2. Is the term you are targeting relevant for your video?

This is something you should keep in mind each time you have a term that you want to go after.  Always think, what could this term be confused with?  One of my favorite examples of this is the term “Asset Management”?  Are you looking to host assets such as images, video, and content in an asset management platform?  Or do you have assets to manage in terms of finance? Very different audiences, which does google prefer over the other? What would the user search for next to refine their query to find you?

3. Speak to your audience, not your peers!

Please… avoid the technical jargon!  Mere mortals may have no clue what you are talking about… worse yet, as you lead up to your big pitch in the video, they opened a new browser window to google what the heck you meant with some fancy industry based acronym you just used.  Be clear, be concise, speak like you would to a prospective customer, not your peers.  You can still get super technical in your video, just make sure you use words and terms that the average consumer would understand.  This is especially true for industries such as technology, advanced finance, legal and so on.

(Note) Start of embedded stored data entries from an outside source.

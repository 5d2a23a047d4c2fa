//! Feedback Insights - customer feedback enhancement CLI

use feedback_insights::cli;

#[tokio::main]
async fn main() -> anyhow::Result<()> {
    // Install Rustls crypto provider for HTTPS support
    // This is required for Rustls 0.23+
    if rustls::crypto::ring::default_provider().install_default().is_err() {
        anyhow::bail!("Failed to install Rustls crypto provider");
    }

    // Initialize logging (WARN level by default, use RUST_LOG=info for debug)
    tracing_subscriber::fmt()
        .with_env_filter(
            tracing_subscriber::EnvFilter::from_default_env()
                .add_directive(tracing::Level::WARN.into())
        )
        .with_writer(std::io::stderr)
        .init();

    // Run CLI
    cli::run().await
}
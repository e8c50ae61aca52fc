//! Peer directory: every profile except our own.

use parley_shared::{ChatError, Profile, ProfileId};
use tracing::{debug, error};

use crate::context::ChatContext;

pub struct Directory {
    ctx: ChatContext,
    me: ProfileId,
    profiles: Vec<Profile>,
    selected: Option<ProfileId>,
    error: Option<String>,
}

impl Directory {
    pub fn new(ctx: ChatContext, me: ProfileId) -> Self {
        Self {
            ctx,
            me,
            profiles: Vec::new(),
            selected: None,
            error: None,
        }
    }

    /// Reload the peer list.  On failure the previous list is kept and the
    /// banner is set.
    pub async fn refresh(&mut self) -> Result<usize, ChatError> {
        match self.ctx.profiles.list_profiles().await {
            Ok(all) => {
                self.profiles = all.into_iter().filter(|p| p.id != self.me).collect();
                self.error = None;
                if let Some(id) = &self.selected {
                    if !self.profiles.iter().any(|p| &p.id == id) {
                        self.selected = None;
                    }
                }
                debug!(count = self.profiles.len(), "Directory refreshed");
                Ok(self.profiles.len())
            }
            Err(e) => {
                let err = ChatError::FetchProfiles(e);
                error!(error = %err, "Directory refresh failed");
                self.error = Some(err.to_string());
                Err(err)
            }
        }
    }

    pub fn profiles(&self) -> &[Profile] {
        &self.profiles
    }

    pub fn profile(&self, id: &ProfileId) -> Option<&Profile> {
        self.profiles.iter().find(|p| &p.id == id)
    }

    /// Mark `id` as the conversation target.
    pub fn select(&mut self, id: &ProfileId) -> Option<Profile> {
        let profile = self.profile(id).cloned()?;
        self.selected = Some(profile.id.clone());
        Some(profile)
    }

    pub fn selected(&self) -> Option<&Profile> {
        self.selected.as_ref().and_then(|id| self.profile(id))
    }

    pub fn error(&self) -> Option<&str> {
        self.error.as_deref()
    }
}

4. Answer people’s questions.

If you performed some keyword research, then you know what your prospective customers asked of google… Keep in mind, Google is just a question and answer machine, they bring the questions, you bring the answers.

5. Know the competition.

You must know who ranks for the terms you are targeting and then more importantly… why.  It may not be just a case of answering the user’s question…

Production Day

You have performed vital research to properly inform pre-production. Now it is time to roll up our sleeves and capture the moment. Everything needed to capture video content is set: Sound, lighting, cameras, and on-camera talent, led by a producer who is fully informed of the data gathered in pre-production. Throughout the video production process, a data analyst’s research will be key in influencing the creative process.  Making sure that the interview questions and answers align with how their customers are using social media and search engines.  This will enable your users to better understand products and services that could address their needs.

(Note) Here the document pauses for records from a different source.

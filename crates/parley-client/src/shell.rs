//! Presentation shell: layout flags plus a render snapshot of the other
//! components.  Nothing here talks to a collaborator.

use chrono::Local;
use parley_shared::{Message, MessageStatus, NotificationPermission, Profile, ProfileId};
use serde::Serialize;

use crate::conversation::{sender_name, Conversation};
use crate::directory::Directory;
use crate::notifications;
use crate::session::SessionStore;

pub const EMPTY_LOG_TEXT: &str = "No messages in this conversation yet. Say hello!";
pub const NO_SELECTION_TEXT: &str = "Select a user to start chatting";

#[derive(Debug, Clone, PartialEq, Eq, Serialize)]
#[serde(tag = "kind", rename_all = "snake_case")]
pub enum AttachmentView {
    Image { url: String, alt: String },
    File { url: String, name: String, size: String },
}

#[derive(Debug, Clone, PartialEq, Eq, Serialize)]
pub struct MessageView {
    pub is_own: bool,
    pub sender_name: String,
    pub sender_initial: String,
    pub content: Option<String>,
    pub attachment: Option<AttachmentView>,
    /// Local `HH:MM`.
    pub time: String,
    /// Delivery glyph, own messages only.
    pub receipt: Option<MessageStatus>,
}

#[derive(Debug, Clone, PartialEq, Eq, Serialize)]
#[serde(tag = "kind", content = "value", rename_all = "snake_case")]
pub enum LogView {
    NoSelection(&'static str),
    Empty(&'static str),
    Messages(Vec<MessageView>),
}

#[derive(Debug, Clone, PartialEq, Eq, Serialize)]
pub struct PeerEntry {
    pub id: ProfileId,
    pub username: String,
    pub initial: String,
    pub selected: bool,
}

#[derive(Debug, Clone, PartialEq, Eq, Serialize)]
pub struct InfoPanelView {
    pub initial: String,
    pub username: String,
    pub id: ProfileId,
}

#[derive(Debug, Clone, PartialEq, Eq, Serialize)]
pub struct ShellView {
    pub sidebar_open: bool,
    pub me: Option<PeerEntry>,
    pub status_line: &'static str,
    pub peers: Vec<PeerEntry>,
    pub header: Option<String>,
    pub log: LogView,
    pub banner: Option<String>,
    pub is_sending: bool,
    pub notification_prompt: bool,
    pub info_panel: Option<InfoPanelView>,
}

#[derive(Debug, Default)]
pub struct Shell {
    sidebar_open: bool,
    info_panel_open: bool,
}

impl Shell {
    pub fn new() -> Self {
        Self::default()
    }

    pub fn toggle_sidebar(&mut self) {
        self.sidebar_open = !self.sidebar_open;
    }

    pub fn close_sidebar(&mut self) {
        self.sidebar_open = false;
    }

    pub fn toggle_info_panel(&mut self) {
        self.info_panel_open = !self.info_panel_open;
    }

    pub fn close_info_panel(&mut self) {
        self.info_panel_open = false;
    }

    pub fn sidebar_open(&self) -> bool {
        self.sidebar_open
    }

    pub fn info_panel_open(&self) -> bool {
        self.info_panel_open
    }

    pub fn render(
        &self,
        session: &SessionStore,
        directory: &Directory,
        conversation: &Conversation,
        permission: NotificationPermission,
    ) -> ShellView {
        let selected = directory.selected().map(|p| &p.id);
        let peers = directory
            .profiles()
            .iter()
            .map(|p| entry(p, selected == Some(&p.id)))
            .collect();

        let peer = conversation.peer();
        let log = match peer {
            None => LogView::NoSelection(NO_SELECTION_TEXT),
            Some(_) => render_log(conversation.messages(), &conversation.me().id),
        };

        let banner = conversation
            .error()
            .or_else(|| directory.error())
            .map(str::to_string);

        ShellView {
            sidebar_open: self.sidebar_open,
            me: session.profile().map(|p| entry(p, false)),
            status_line: session.status_line(),
            peers,
            header: peer.map(|p| p.username.clone()),
            log,
            banner,
            is_sending: conversation.is_sending(),
            notification_prompt: notifications::should_prompt(permission),
            info_panel: peer.filter(|_| self.info_panel_open).map(|p| InfoPanelView {
                initial: p.initial(),
                username: p.username.clone(),
                id: p.id.clone(),
            }),
        }
    }
}

fn entry(profile: &Profile, selected: bool) -> PeerEntry {
    PeerEntry {
        id: profile.id.clone(),
        username: profile.username.clone(),
        initial: profile.initial(),
        selected,
    }
}

pub fn render_log(messages: &[Message], me: &ProfileId) -> LogView {
    if messages.is_empty() {
        return LogView::Empty(EMPTY_LOG_TEXT);
    }
    LogView::Messages(messages.iter().map(|m| render_message(m, me)).collect())
}

pub fn render_message(message: &Message, me: &ProfileId) -> MessageView {
    let is_own = message.is_from(me);
    let attachment = message.attachment.as_ref().map(|a| {
        if a.is_image() {
            AttachmentView::Image {
                url: a.url.clone(),
                alt: a.name.clone(),
            }
        } else {
            AttachmentView::File {
                url: a.url.clone(),
                name: a.name.clone(),
                size: attachment_size(a.size_bytes),
            }
        }
    });

    MessageView {
        is_own,
        sender_name: sender_name(message).to_string(),
        sender_initial: message
            .sender
            .as_ref()
            .map(Profile::initial)
            .unwrap_or_else(|| "?".to_string()),
        content: message.content.clone(),
        attachment,
        time: message
            .created_at
            .with_timezone(&Local)
            .format("%H:%M")
            .to_string(),
        receipt: is_own.then_some(message.status),
    }
}

/// Size label for a file attachment; unknown sizes read "File".
fn attachment_size(bytes: u64) -> String {
    if bytes == 0 {
        "File".to_string()
    } else {
        format_bytes(bytes)
    }
}

/// Human-readable size in base-1024 units with at most one decimal.
pub fn format_bytes(bytes: u64) -> String {
    const UNITS: [&str; 5] = ["Bytes", "KB", "MB", "GB", "TB"];
    if bytes == 0 {
        return "0 Bytes".to_string();
    }

    let mut unit = 0;
    let mut threshold = 1024u64;
    while unit + 1 < UNITS.len() && bytes >= threshold {
        unit += 1;
        threshold = threshold.saturating_mul(1024);
    }

    let value = bytes as f64 / 1024f64.powi(unit as i32);
    let rounded = (value * 10.0).round() / 10.0;
    if rounded.fract() == 0.0 {
        format!("{rounded:.0} {}", UNITS[unit])
    } else {
        format!("{rounded:.1} {}", UNITS[unit])
    }
}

Sometimes research will tell us that we need to leave the technical jargon at the door, and sometimes we will discover that a highly-specialized product or service has a customer base that judges their vendors based on their knowledge and use of specialized terminology. Come to the production day fully informed about the language your potential customers are using – and thus how YOU need to speak to those potential customers on camera. It is necessary to take the information you have learned from keyword research to make sure the same language is used that your potential customers are using, rather than the shorthand and jargon you might be using with existing customers.  Your video producer will need to be fully informed by the data research to capture answers from interview questions to create a series of videos that will engage and produce sales leads.

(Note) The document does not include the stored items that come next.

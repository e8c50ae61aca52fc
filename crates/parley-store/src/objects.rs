//! Filesystem object storage with signed URLs.
//!
//! Objects live under `<base>/<bucket>/<path>`.  A signed URL has the form
//! `parley://<bucket>/<path>?expires=<unix secs>&sig=<hex>` where `sig` is a
//! BLAKE3 keyed hash of `<bucket>/<path>:<expires>`.

use std::path::{Component, Path, PathBuf};

use chrono::Utc;
use tokio::fs;
use tracing::{debug, info};

use crate::error::{Result, StoreError};

const URL_SCHEME: &str = "parley://";

/// Validate a relative object path and join it under `base`.
/// Rejects absolute paths and any `..` component.
fn ensure_within(base: &Path, object_path: &str) -> Result<PathBuf> {
    if object_path.is_empty() || object_path.contains('\\') {
        return Err(StoreError::Invalid(format!("invalid object path: {object_path:?}")));
    }

    let mut resolved = base.to_path_buf();
    for component in Path::new(object_path).components() {
        match component {
            Component::Normal(c) => resolved.push(c),
            Component::CurDir => {}
            _ => {
                return Err(StoreError::Invalid(
                    "Path traversal detected".to_string(),
                ));
            }
        }
    }
    if !resolved.starts_with(base) || resolved == base {
        return Err(StoreError::Invalid("Path traversal detected".to_string()));
    }
    Ok(resolved)
}

#[derive(Debug, Clone)]
pub struct ObjectStore {
    bucket_path: PathBuf,
    bucket: String,
    max_size: usize,
    signing_key: [u8; 32],
}

impl ObjectStore {
    pub async fn new(
        base_path: &Path,
        bucket: &str,
        max_size: usize,
        signing_key: [u8; 32],
    ) -> Result<Self> {
        if bucket.is_empty() || bucket.contains(['/', '\\']) || bucket == ".." {
            return Err(StoreError::Invalid(format!("invalid bucket name: {bucket:?}")));
        }
        let bucket_path = base_path.join(bucket);
        fs::create_dir_all(&bucket_path).await?;

        info!(path = %bucket_path.display(), bucket, "Object store initialized");

        Ok(Self {
            bucket_path,
            bucket: bucket.to_string(),
            max_size,
            signing_key,
        })
    }

    pub fn bucket(&self) -> &str {
        &self.bucket
    }

    /// Store `data` at `path`.  Existing objects are never overwritten.
    pub async fn put(&self, path: &str, data: &[u8]) -> Result<()> {
        if data.len() > self.max_size {
            return Err(StoreError::Invalid(format!(
                "object too large: {} bytes (max {})",
                data.len(),
                self.max_size
            )));
        }

        let target = ensure_within(&self.bucket_path, path)?;
        if fs::try_exists(&target).await? {
            return Err(StoreError::Invalid(format!("object already exists: {path}")));
        }
        if let Some(parent) = target.parent() {
            fs::create_dir_all(parent).await?;
        }

        fs::write(&target, data).await?;

        debug!(bucket = %self.bucket, path, size = data.len(), "Stored object");
        Ok(())
    }

    pub async fn get(&self, path: &str) -> Result<Vec<u8>> {
        let target = ensure_within(&self.bucket_path, path)?;
        if !fs::try_exists(&target).await? {
            return Err(StoreError::NotFound);
        }
        Ok(fs::read(&target).await?)
    }

    /// Issue a URL for an existing object, valid for `ttl_secs`.
    pub async fn sign_url(&self, path: &str, ttl_secs: u64) -> Result<String> {
        let target = ensure_within(&self.bucket_path, path)?;
        if !fs::try_exists(&target).await? {
            return Err(StoreError::NotFound);
        }

        let ttl = i64::try_from(ttl_secs).unwrap_or(i64::MAX);
        let expires = Utc::now().timestamp().saturating_add(ttl);
        let sig = self.signature(path, expires).to_hex();
        Ok(format!(
            "{URL_SCHEME}{}/{path}?expires={expires}&sig={sig}",
            self.bucket
        ))
    }

    /// Check a signed URL against `now` (unix seconds) and return the object
    /// path it grants access to.
    pub fn verify_url(&self, url: &str, now: i64) -> Result<String> {
        let invalid = || StoreError::Invalid("malformed signed URL".to_string());

        let rest = url.strip_prefix(URL_SCHEME).ok_or_else(invalid)?;
        let (location, query) = rest.split_once('?').ok_or_else(invalid)?;
        let (bucket, path) = location.split_once('/').ok_or_else(invalid)?;
        if bucket != self.bucket {
            return Err(StoreError::Invalid(format!("wrong bucket: {bucket}")));
        }

        let mut expires = None;
        let mut sig = None;
        for pair in query.split('&') {
            match pair.split_once('=') {
                Some(("expires", v)) => expires = v.parse::<i64>().ok(),
                Some(("sig", v)) => sig = Some(v),
                _ => {}
            }
        }
        let expires = expires.ok_or_else(invalid)?;
        let sig = sig.ok_or_else(invalid)?;

        let provided: [u8; 32] = hex::decode(sig)
            .ok()
            .and_then(|b| b.try_into().ok())
            .ok_or_else(invalid)?;
        // blake3::Hash equality is constant-time
        if self.signature(path, expires) != blake3::Hash::from_bytes(provided) {
            return Err(StoreError::Invalid("signature mismatch".to_string()));
        }
        if now > expires {
            return Err(StoreError::Invalid("signed URL expired".to_string()));
        }
        Ok(path.to_string())
    }

    fn signature(&self, path: &str, expires: i64) -> blake3::Hash {
        let message = format!("{}/{path}:{expires}", self.bucket);
        blake3::keyed_hash(&self.signing_key, message.as_bytes())
    }
}
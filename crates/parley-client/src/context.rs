//! The explicit dependency bundle handed to every client component.

use std::sync::Arc;

use parley_shared::{
    AuthProvider, Backend, MessageStore, Notifier, ObjectStorage, ProfileStore, RealtimeFeed,
};

use crate::config::ClientConfig;

/// Collaborators and configuration shared by the client components.
///
/// Cloning is cheap; every field is reference-counted.
#[derive(Clone)]
pub struct ChatContext {
    pub auth: Arc<dyn AuthProvider>,
    pub profiles: Arc<dyn ProfileStore>,
    pub messages: Arc<dyn MessageStore>,
    pub feed: Arc<dyn RealtimeFeed>,
    pub storage: Arc<dyn ObjectStorage>,
    pub notifier: Arc<dyn Notifier>,
    pub config: Arc<ClientConfig>,
}

impl ChatContext {
    /// Use one platform for every data collaborator.
    pub fn from_backend<B>(backend: Arc<B>, notifier: Arc<dyn Notifier>, config: ClientConfig) -> Self
    where
        B: Backend + 'static,
    {
        Self {
            auth: backend.clone(),
            profiles: backend.clone(),
            messages: backend.clone(),
            feed: backend.clone(),
            storage: backend,
            notifier,
            config: Arc::new(config),
        }
    }
}
use std::fmt;
use std::str::FromStr;

use bytes::Bytes;
use chrono::{DateTime, Utc};
use serde::{Deserialize, Serialize};

use crate::constants::{DEFAULT_MIME_TYPE, TOPIC_PREFIX};

// User identity = opaque id issued by the identity provider
#[derive(Debug, Clone, Serialize, Deserialize, PartialEq, Eq, Hash, PartialOrd, Ord)]
#[serde(transparent)]
pub struct ProfileId(pub String);

impl ProfileId {
    pub fn new(id: impl Into<String>) -> Self {
        Self(id.into())
    }

    pub fn as_str(&self) -> &str {
        &self.0
    }
}

impl fmt::Display for ProfileId {
    fn fmt(&self, f: &mut fmt::Formatter<'_>) -> fmt::Result {
        f.write_str(&self.0)
    }
}

impl From<&str> for ProfileId {
    fn from(s: &str) -> Self {
        Self(s.to_string())
    }
}

/// Server-assigned message id, monotonic per store.
#[derive(Debug, Clone, Copy, Default, Serialize, Deserialize, PartialEq, Eq, Hash, PartialOrd, Ord)]
#[serde(transparent)]
pub struct MessageId(pub i64);

impl fmt::Display for MessageId {
    fn fmt(&self, f: &mut fmt::Formatter<'_>) -> fmt::Result {
        write!(f, "{}", self.0)
    }
}

/// A user's public identity record.
#[derive(Debug, Clone, Serialize, Deserialize, PartialEq, Eq)]
pub struct Profile {
    pub id: ProfileId,
    pub username: String,
    #[serde(default)]
    pub avatar_url: Option<String>,
}

impl Profile {
    /// Uppercased first character of the username, `?` when empty.
    pub fn initial(&self) -> String {
        self.username
            .chars()
            .next()
            .map(|c| c.to_uppercase().collect())
            .unwrap_or_else(|| "?".to_string())
    }
}

#[derive(Debug, Clone, Copy, Default, Serialize, Deserialize, PartialEq, Eq)]
#[serde(rename_all = "lowercase")]
pub enum MessageStatus {
    #[default]
    Sent,
    Read,
}

impl MessageStatus {
    pub fn as_str(&self) -> &'static str {
        match self {
            Self::Sent => "sent",
            Self::Read => "read",
        }
    }
}

impl FromStr for MessageStatus {
    type Err = String;

    fn from_str(s: &str) -> Result<Self, Self::Err> {
        match s {
            "sent" => Ok(Self::Sent),
            "read" => Ok(Self::Read),
            other => Err(format!("unknown message status: {other}")),
        }
    }
}

impl fmt::Display for MessageStatus {
    fn fmt(&self, f: &mut fmt::Formatter<'_>) -> fmt::Result {
        f.write_str(self.as_str())
    }
}

/// A file attached to a message, reachable through a signed URL.
#[derive(Debug, Clone, Serialize, Deserialize, PartialEq, Eq)]
pub struct Attachment {
    pub url: String,
    pub name: String,
    pub mime_type: String,
    pub size_bytes: u64,
}

impl Attachment {
    /// An attachment known only by its URL.
    pub fn from_url(url: &str) -> Self {
        Self {
            url: url.to_string(),
            name: "file".to_string(),
            mime_type: DEFAULT_MIME_TYPE.to_string(),
            size_bytes: 0,
        }
    }

    pub fn is_image(&self) -> bool {
        self.mime_type.starts_with("image/")
    }
}

/// A single chat message as cached by the client.
///
/// `content` and `attachment` are never both absent.  `sender` is the joined
/// sender profile; it is filled in by fetches and by local stamping, and may
/// be missing on records decoded from the change-feed.
#[derive(Debug, Clone, Serialize, Deserialize, PartialEq, Eq)]
pub struct Message {
    pub id: MessageId,
    pub created_at: DateTime<Utc>,
    pub sender_id: ProfileId,
    pub recipient_id: ProfileId,
    pub content: Option<String>,
    pub attachment: Option<Attachment>,
    pub status: MessageStatus,
    #[serde(default, skip_serializing_if = "Option::is_none")]
    pub sender: Option<Profile>,
}

impl Message {
    pub fn is_from(&self, id: &ProfileId) -> bool {
        &self.sender_id == id
    }

    pub fn is_read(&self) -> bool {
        self.status == MessageStatus::Read
    }

    pub fn with_sender(mut self, profile: Profile) -> Self {
        self.sender = Some(profile);
        self
    }

    /// Apply a partial update in place.  The joined sender profile is kept.
    pub fn apply_patch(&mut self, patch: &MessagePatch) {
        debug_assert_eq!(self.id, patch.id);
        if let Some(status) = patch.status {
            self.status = status;
        }
        if let Some(ref content) = patch.content {
            self.content = Some(content.clone());
        }
        if let Some(ref attachment) = patch.attachment {
            self.attachment = Some(attachment.clone());
        } else if let Some(ref url) = patch.attachment_url {
            match self.attachment.as_mut() {
                Some(cached) => cached.url = url.clone(),
                None => self.attachment = Some(Attachment::from_url(url)),
            }
        }
        if let Some(created_at) = patch.created_at {
            self.created_at = created_at;
        }
    }
}

/// Insert payload for a new message.
#[derive(Debug, Clone, Serialize, Deserialize, PartialEq, Eq)]
pub struct NewMessage {
    pub sender_id: ProfileId,
    pub recipient_id: ProfileId,
    pub content: Option<String>,
    pub attachment: Option<Attachment>,
}

impl NewMessage {
    pub fn is_empty(&self) -> bool {
        self.content.is_none() && self.attachment.is_none()
    }
}

/// Partial row delivered by an UPDATE event: only `id` is guaranteed.
#[derive(Debug, Clone, Default, Serialize, Deserialize, PartialEq, Eq)]
pub struct MessagePatch {
    pub id: MessageId,
    pub status: Option<MessageStatus>,
    pub content: Option<String>,
    pub attachment: Option<Attachment>,
    /// New attachment URL with no metadata alongside.
    pub attachment_url: Option<String>,
    pub created_at: Option<DateTime<Utc>>,
}

impl From<&Message> for MessagePatch {
    fn from(m: &Message) -> Self {
        Self {
            id: m.id,
            status: Some(m.status),
            content: m.content.clone(),
            attachment: m.attachment.clone(),
            attachment_url: None,
            created_at: Some(m.created_at),
        }
    }
}

/// The unordered pair of participants identifying a conversation.
///
/// Stored in canonical (sorted) order so `{a, b}` and `{b, a}` compare equal.
#[derive(Debug, Clone, Serialize, Deserialize, PartialEq, Eq, Hash)]
pub struct ConversationKey {
    lo: ProfileId,
    hi: ProfileId,
}

impl ConversationKey {
    pub fn new(a: ProfileId, b: ProfileId) -> Self {
        if a <= b {
            Self { lo: a, hi: b }
        } else {
            Self { lo: b, hi: a }
        }
    }

    pub fn participants(&self) -> (&ProfileId, &ProfileId) {
        (&self.lo, &self.hi)
    }

    /// Whether a message from `sender` to `recipient` belongs to this thread.
    pub fn matches(&self, sender: &ProfileId, recipient: &ProfileId) -> bool {
        (sender == &self.lo && recipient == &self.hi)
            || (sender == &self.hi && recipient == &self.lo)
    }

    pub fn includes(&self, message: &Message) -> bool {
        self.matches(&message.sender_id, &message.recipient_id)
    }

    /// The participant that is not `me`.
    pub fn other(&self, me: &ProfileId) -> &ProfileId {
        if &self.lo == me {
            &self.hi
        } else {
            &self.lo
        }
    }

    pub fn to_topic(&self) -> String {
        format!("{}:{}:{}", TOPIC_PREFIX, self.lo, self.hi)
    }
}

impl fmt::Display for ConversationKey {
    fn fmt(&self, f: &mut fmt::Formatter<'_>) -> fmt::Result {
        f.write_str(&self.to_topic())
    }
}

/// An authenticated session handed out by the identity provider.
#[derive(Debug, Clone, Serialize, Deserialize, PartialEq, Eq)]
pub struct Session {
    /// Opaque bearer token.
    pub access_token: String,
    pub user_id: ProfileId,
}

/// A file picked in the composer, not yet uploaded.
#[derive(Debug, Clone, PartialEq, Eq)]
pub struct OutgoingFile {
    pub name: String,
    pub mime_type: String,
    pub bytes: Bytes,
}

impl OutgoingFile {
    pub fn new(name: impl Into<String>, mime_type: Option<String>, bytes: impl Into<Bytes>) -> Self {
        Self {
            name: name.into(),
            mime_type: mime_type
                .filter(|m| !m.is_empty())
                .unwrap_or_else(|| DEFAULT_MIME_TYPE.to_string()),
            bytes: bytes.into(),
        }
    }

    pub fn size(&self) -> u64 {
        self.bytes.len() as u64
    }

    /// Text after the last `.` of the file name, if any.
    pub fn extension(&self) -> Option<&str> {
        match self.name.rsplit_once('.') {
            Some((stem, ext)) if !stem.is_empty() && !ext.is_empty() => Some(ext),
            _ => None,
        }
    }
}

Keep distribution in mind for the video marketing process

Capture and edit video content with all distribution locations in mind. Facebook, Twitter, YouTube, LinkedIn, your website, and email blasts. There are new distribution avenues opening up and tons of different ways to leverage video. You will need to collect and edit all the footage necessary to generate content that will speak to your audience within the context of the different platforms where your potential customers are looking for information and solutions.

Production Day Checklist

Below are a few recommended additions to that producer’s checklist:

  1. Data inspired questions list
  2. Target customer keyword list
  3. Unwavering aggression towards acronyms (with the exception of highly knowledgeable target audiences)
  4. Producer to refresh the point of the video in their own mind – What is the goal.
  5. Content capturing list for each channel – Facebook, Twitter, LinkedIn, YouTube, Your Website, you know the drill!

Post-Production

Once the team has fully researched and prepped the video production team on keywords, vocabulary, and customer information, and all the video footage has been captured in interviews and b-roll, you are ready to edit and create video clips for distribution. In this “post-production” phase of work, we are making sure that the right information gets portrayed to potential customers and, like the other parts of the production process, the analyst’s research will heavily inform the final products.

The editing process is often the part of video production that takes the longest time and has frustrated many because it can be bogged down in decisions based on “gut-feel” or arguments about aesthetics. In your process, much of that inefficiency is removed because you have done your homework in the research pre-production phase. You have the facts in the data to depend on to keep the production team and review team on track to achieve the sales-lead goals of each video.

There are key elements a production team will execute on because you know how valuable those tasks are in reporting on the success of videos in achieving their sales goals. For example, as each video clip is created for distribution, files will have closed captioning baked into it.  This is an often overlooked but vital step.  Captioning allows search engines to catalog the content within each video as if it were text. We have found that videos with captioning have relevance scores far higher (and gain traction faster) than videos without captions.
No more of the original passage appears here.